The results of British exams meant to test student knowledge upon graduation from secondary school — namely A-Levels and GCSEs — will now be re-centered, the Daily Telegraph reports. The improved system will allow the exam results to serve as a better basis for comparison between graduates year-to-year. The coalition government introduced this grading policy change in an effort to make sure that the exams aren't getting too easy or "dumbed down" in light of the fact that the average grades for both the GCSE and the A-Levels have been rising rapidly for the past ten years.
A document from the exams regulator seen by The Independent newspaper says: "If necessary we will require exam boards to change their grade boundariesâ¦. [so that] roughly the same proportion of students will achieve each grade as in the previous year."
School officials and teachers are arguing that the change would punish some of the highest-achieving students in the country by assigning grades that would be lower than they could expect to get the previous years. But a Department of Education spokesperson countered that assertion saying that, to the contrary, re-centering scores would show high-performing students that their achievement is a meaningful reflection of their hard work and not just a fringe benefit of rampant grade inflation.

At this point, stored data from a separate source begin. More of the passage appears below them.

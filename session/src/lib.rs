//! # Session Facade
//!
//! The presentation-layer contract: a top-level switch between the
//! signed-out and signed-in views, and the dashboard that dispatches
//! user intents into the document store and its orchestration layers.
//!
//! No rendering happens here; a UI drives these types and re-renders
//! from the store after each intent.

mod app;
mod dashboard;

pub use app::{App, AppPhase, SignInFailure};
pub use dashboard::Dashboard;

By re-centering — or, as it is know in Britain, making use of "comparable outcomes" — the government is returning to the policy it followed up until 1987 when only 10% of the country's students received A scores on their A-levels.
Professor Alan Smithers, director of the Centre for Education and Employment at Buckingham University, argued that it is a sensible temporary measure to stop A-level results becoming meaningless before the exam system is improved overall.

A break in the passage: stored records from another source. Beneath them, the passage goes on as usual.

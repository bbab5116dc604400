//! Google Drive v3 adapter.

use async_trait::async_trait;
use config::DriveConfig;
use errors::DriveError;
use pd_core::traits::DriveService;
use pd_core::types::DriveFile;
use serde::Deserialize;

const LIST_QUERY: &str = "mimeType='application/pdf' and trashed=false";
const FILE_FIELDS: &str = "id,name,mimeType,webViewLink";
const UPLOAD_BOUNDARY: &str = "paperdrive_upload_boundary";

#[derive(Debug)]
pub struct GoogleDriveClient {
    client: reqwest::Client,
    base_url: String,
    upload_base_url: String,
    access_token: String
}

impl GoogleDriveClient {
    /// Client against the production Drive endpoints.
    pub fn new(access_token: impl Into<String>) -> Self {
        Self::from_config(access_token, &DriveConfig::default())
    }

    pub fn from_config(access_token: impl Into<String>, config: &DriveConfig) -> Self {
        Self {
            client: reqwest::Client::new(),
            base_url: config.base_url.trim_end_matches('/').to_string(),
            upload_base_url: config.upload_base_url.trim_end_matches('/').to_string(),
            access_token: access_token.into()
        }
    }
}

/// Raw listing payload; field presence is validated before anything
/// leaves the adapter.
#[derive(Debug, Deserialize)]
struct FileListing {
    #[serde(default)]
    files: Vec<RawDriveFile>
}

#[derive(Debug, Deserialize)]
#[serde(rename_all = "camelCase")]
struct RawDriveFile {
    id: Option<String>,
    name: Option<String>,
    web_view_link: Option<String>,
    mime_type: Option<String>
}

impl RawDriveFile {
    fn validate(self) -> Result<DriveFile, DriveError> {
        let id = self.id.filter(|s| !s.is_empty()).ok_or_else(|| {
            DriveError::InvalidRecord {
                reason: "missing id".to_string()
            }
        })?;
        let name = self.name.filter(|s| !s.is_empty()).ok_or_else(|| {
            DriveError::InvalidRecord {
                reason: format!("record {} is missing name", id)
            }
        })?;
        let web_view_link = self.web_view_link.filter(|s| !s.is_empty()).ok_or_else(|| {
            DriveError::InvalidRecord {
                reason: format!("record {} is missing webViewLink", id)
            }
        })?;

        Ok(DriveFile {
            id,
            name,
            web_view_link,
            mime_type: self.mime_type
        })
    }
}

fn network(e: reqwest::Error) -> DriveError {
    DriveError::Network {
        reason: e.to_string()
    }
}

#[async_trait]
impl DriveService for GoogleDriveClient {
    type Error = DriveError;

    async fn list_pdfs(&self) -> Result<Vec<DriveFile>, Self::Error> {
        let fields = format!("files({})", FILE_FIELDS);
        let response = self
            .client
            .get(format!("{}/files", self.base_url))
            .bearer_auth(&self.access_token)
            .query(&[
                ("q", LIST_QUERY),
                ("fields", fields.as_str()),
                ("pageSize", "1000")
            ])
            .send()
            .await
            .map_err(network)?;

        let status = response.status();
        let body = response.text().await.map_err(network)?;
        if !status.is_success() {
            return Err(DriveError::Api {
                status: status.as_u16(),
                body
            });
        }

        let listing: FileListing =
            serde_json::from_str(&body).map_err(|e| DriveError::InvalidRecord {
                reason: e.to_string()
            })?;

        listing
            .files
            .into_iter()
            .map(RawDriveFile::validate)
            .collect()
    }

    async fn upload_pdf(&self, name: &str, bytes: Vec<u8>) -> Result<DriveFile, Self::Error> {
        // Drive multipart uploads are `multipart/related`: one JSON
        // metadata part, one media part.
        let metadata = serde_json::json!({
            "name": name,
            "mimeType": "application/pdf"
        });

        let mut body = Vec::with_capacity(bytes.len() + 512);
        body.extend_from_slice(
            format!(
                "--{}\r\nContent-Type: application/json; charset=UTF-8\r\n\r\n{}\r\n",
                UPLOAD_BOUNDARY, metadata
            )
            .as_bytes()
        );
        body.extend_from_slice(
            format!("--{}\r\nContent-Type: application/pdf\r\n\r\n", UPLOAD_BOUNDARY).as_bytes()
        );
        body.extend_from_slice(&bytes);
        body.extend_from_slice(format!("\r\n--{}--\r\n", UPLOAD_BOUNDARY).as_bytes());

        let response = self
            .client
            .post(format!("{}/files", self.upload_base_url))
            .bearer_auth(&self.access_token)
            .query(&[("uploadType", "multipart"), ("fields", FILE_FIELDS)])
            .header(
                reqwest::header::CONTENT_TYPE,
                format!("multipart/related; boundary={}", UPLOAD_BOUNDARY)
            )
            .body(body)
            .send()
            .await
            .map_err(network)?;

        let status = response.status();
        let body = response.text().await.map_err(network)?;
        if !status.is_success() {
            return Err(DriveError::Api {
                status: status.as_u16(),
                body
            });
        }

        let raw: RawDriveFile =
            serde_json::from_str(&body).map_err(|e| DriveError::InvalidRecord {
                reason: e.to_string()
            })?;
        raw.validate()
    }
}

But Adrian Prandle, the education policy adviser for the Association for Teachers and Lecturers, says that the priority should be on making sure that grades given to students sitting exams aren't lower than they deserve. The strict enforcement of the grade boundaries could mean that even the best-performing students will not be able to attain the highest possible grade, which may hamper their opportunity to attend the best universities after graduation.

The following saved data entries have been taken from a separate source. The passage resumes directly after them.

//! # Sync Orchestration
//!
//! Coordinates calls to the Drive adapter and folds results into the
//! document store. On any adapter failure the store is left untouched,
//! the failure is logged, and the error is returned to the caller.

use errors::DriveError;
use pd_core::traits::{DriveService, SharedDrive};
use pd_core::types::{Document, DocumentId, DriveFile};
use std::sync::Arc;
use std::sync::atomic::{AtomicBool, Ordering};
use store::SharedStore;

/// Leading bytes every PDF payload starts with.
const PDF_MAGIC: &[u8] = b"%PDF-";

/// Orchestrates Drive listing/upload against the shared store.
pub struct SyncManager {
    drive: SharedDrive,
    store: SharedStore,
    busy: Arc<AtomicBool>
}

impl SyncManager {
    pub fn new(drive: SharedDrive, store: SharedStore) -> Self {
        Self {
            drive,
            store,
            busy: Arc::new(AtomicBool::new(false))
        }
    }

    /// Advisory busy flag for callers to disable re-entrant triggering.
    /// Not enforced: two concurrent `sync_all` calls both run; last
    /// writer wins.
    pub fn is_busy(&self) -> bool {
        self.busy.load(Ordering::SeqCst)
    }

    /// Lists the user's PDFs and replaces the store's document sequence.
    ///
    /// Fresh records keep the local `summary` and `notes` of a document
    /// that is already tracked under the same id; ids absent from the
    /// fresh listing are dropped. Returns the number of documents after
    /// the sync.
    #[tracing::instrument(skip(self))]
    pub async fn sync_all(&self) -> Result<usize, DriveError> {
        let _guard = BusyGuard::hold(&self.busy);

        let files = match self.drive.list_pdfs().await {
            Ok(files) => files,
            Err(e) => {
                tracing::error!(error = %e, "Failed to sync with Drive");
                return Err(e);
            }
        };

        let mut store = self.store.write().await;
        let merged = merge_by_id(store.documents(), files);
        let count = merged.len();
        store.replace_all(merged);

        tracing::info!(documents = count, "Drive sync complete");
        Ok(count)
    }

    /// Uploads one PDF and appends the resulting document to the store,
    /// which also selects it and clears the extraction buffer.
    ///
    /// Non-PDF payloads are rejected before any network call.
    #[tracing::instrument(skip(self, bytes), fields(size = bytes.len()))]
    pub async fn upload_and_select(
        &self,
        name: &str,
        bytes: Vec<u8>
    ) -> Result<DocumentId, DriveError> {
        if !is_pdf(&bytes) {
            let err = DriveError::NotPdf {
                name: name.to_string()
            };
            tracing::warn!(name, "Rejected upload of non-PDF payload");
            return Err(err);
        }

        let _guard = BusyGuard::hold(&self.busy);

        let file = match self.drive.upload_pdf(name, bytes).await {
            Ok(file) => file,
            Err(e) => {
                tracing::error!(error = %e, "Failed to upload file");
                return Err(e);
            }
        };

        let document = Document::from_drive_file(file);
        let id = document.id.clone();
        self.store.write().await.append(document);

        tracing::info!(document_id = %id, "Uploaded and selected");
        Ok(id)
    }
}

/// Maps external records into documents, carrying over local summary and
/// notes for ids that survived the sync.
fn merge_by_id(current: &[Document], files: Vec<DriveFile>) -> Vec<Document> {
    files
        .into_iter()
        .map(|file| {
            let mut doc = Document::from_drive_file(file);
            if let Some(existing) = current.iter().find(|d| d.id == doc.id) {
                doc.summary = existing.summary.clone();
                doc.notes = existing.notes.clone();
            }
            doc
        })
        .collect()
}

fn is_pdf(bytes: &[u8]) -> bool {
    bytes.starts_with(PDF_MAGIC)
}

/// Holds the advisory busy flag for the duration of one operation.
struct BusyGuard<'a> {
    flag: &'a AtomicBool
}

impl<'a> BusyGuard<'a> {
    fn hold(flag: &'a AtomicBool) -> Self {
        flag.store(true, Ordering::SeqCst);
        Self { flag }
    }
}

impl Drop for BusyGuard<'_> {
    fn drop(&mut self) {
        self.flag.store(false, Ordering::SeqCst);
    }
}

"If exam boards can ensure that pupils who sit an exam this year won't get lower grades than they deserve then we welcome it," he said. "However, if as a consequence of tougher rules on grade boundaries, pupils are denied the opportunity to gain the highest grade of which they are capable and which they would have got in another year, then they will be unfairly disadvantaged," he told The Independent.
"In these tough economic circumstances, that will hit pupils' future chances hard."